In the listing below, print exactly the lines between the line holding "pub(crate) fn init(config: &ServerConfig)" and the line holding "filename crates/json-api/src/observability/request/mod.rs", inclusive, and no more.
^^^^^^^^
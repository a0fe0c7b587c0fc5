//! Observability bootstrap.

use crate::config::ServerConfig;

use super::{ObservabilityError, logging, settings};

/// Install the tracing subscriber and apply the request logging settings.
pub(crate) fn init(config: &ServerConfig) -> Result<(), ObservabilityError> {
    settings::apply_runtime_config(config);

    logging::init_subscriber(config)
}
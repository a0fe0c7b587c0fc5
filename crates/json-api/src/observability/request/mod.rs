//! Request-level logging and request IDs.

mod request_ids;
mod routes;

use std::time::Instant;

use salvo::{
    Request, handler,
    prelude::{Depot, FlowCtrl, Response},
};
use tracing::{Instrument as _, error, info, warn};

use super::{metrics, settings};

const REQUEST_ID_DEPOT_KEY: &str = "request_id";

#[handler]
pub(crate) async fn request_logging(
    req: &mut Request,
    depot: &mut Depot,
    res: &mut Response,
    ctrl: &mut FlowCtrl,
) {
    if req.uri().path() == "/metrics" {
        ctrl.call_next(req, depot, res).await;
        return;
    }

    let started = Instant::now();

    let request_id =
        request_ids::resolve_request_id(req.header::<String>(request_ids::REQUEST_ID_HEADER));

    depot.insert(REQUEST_ID_DEPOT_KEY, request_id.clone());

    request_ids::set_request_id_header(res, &request_id);

    let method = req.method().to_string();
    let path = req.uri().path().to_owned();
    let route = routes::metric_route(&path);
    let remote_addr = req.remote_addr().to_string();
    let _in_flight_request = metrics::InFlightRequestGuard::track();

    let span = tracing::info_span!(
        parent: None,
        "http.request",
        request_id = %request_id,
        method = %method,
        path = %path,
        route = %route,
        remote_addr = %remote_addr,
        status = tracing::field::Empty,
        duration_ms = tracing::field::Empty
    );

    ctrl.call_next(req, depot, res)
        .instrument(span.clone())
        .await;

    let duration = started.elapsed();
    let status = request_ids::response_status_or_ok(res.status_code);
    let duration_ms = duration.as_millis();
    let threshold_ms = u128::from(settings::slow_request_threshold_ms());

    metrics::observe_request(&method, &route, status.as_u16(), duration.as_secs_f64());

    span.record("status", status.as_u16());
    span.record("duration_ms", duration_ms);

    span.in_scope(|| {
        info!(status = status.as_u16(), duration_ms, "request.completed");

        if status.is_server_error() {
            error!(
                status = status.as_u16(),
                method = %method,
                path = %path,
                request_id = %request_id,
                "server error response"
            );
        } else if status.is_client_error() {
            warn!(
                status = status.as_u16(),
                method = %method,
                path = %path,
                request_id = %request_id,
                "client error response"
            );
        }

        if duration_ms > threshold_ms {
            warn!(
                method = %method,
                path = %path,
                request_id = %request_id,
                duration_ms,
                threshold_ms,
                "slow request detected"
            );
        }
    });
}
^^^^^^^^
* Answer box
pub(crate) fn init(config: &ServerConfig) -> Result<(), ObservabilityError> {
    settings::apply_runtime_config(config);

    logging::init_subscriber(config)
}
repository a0fe0c7b587c0fc5
filename crates/json-api/src/observability/request/mod.rs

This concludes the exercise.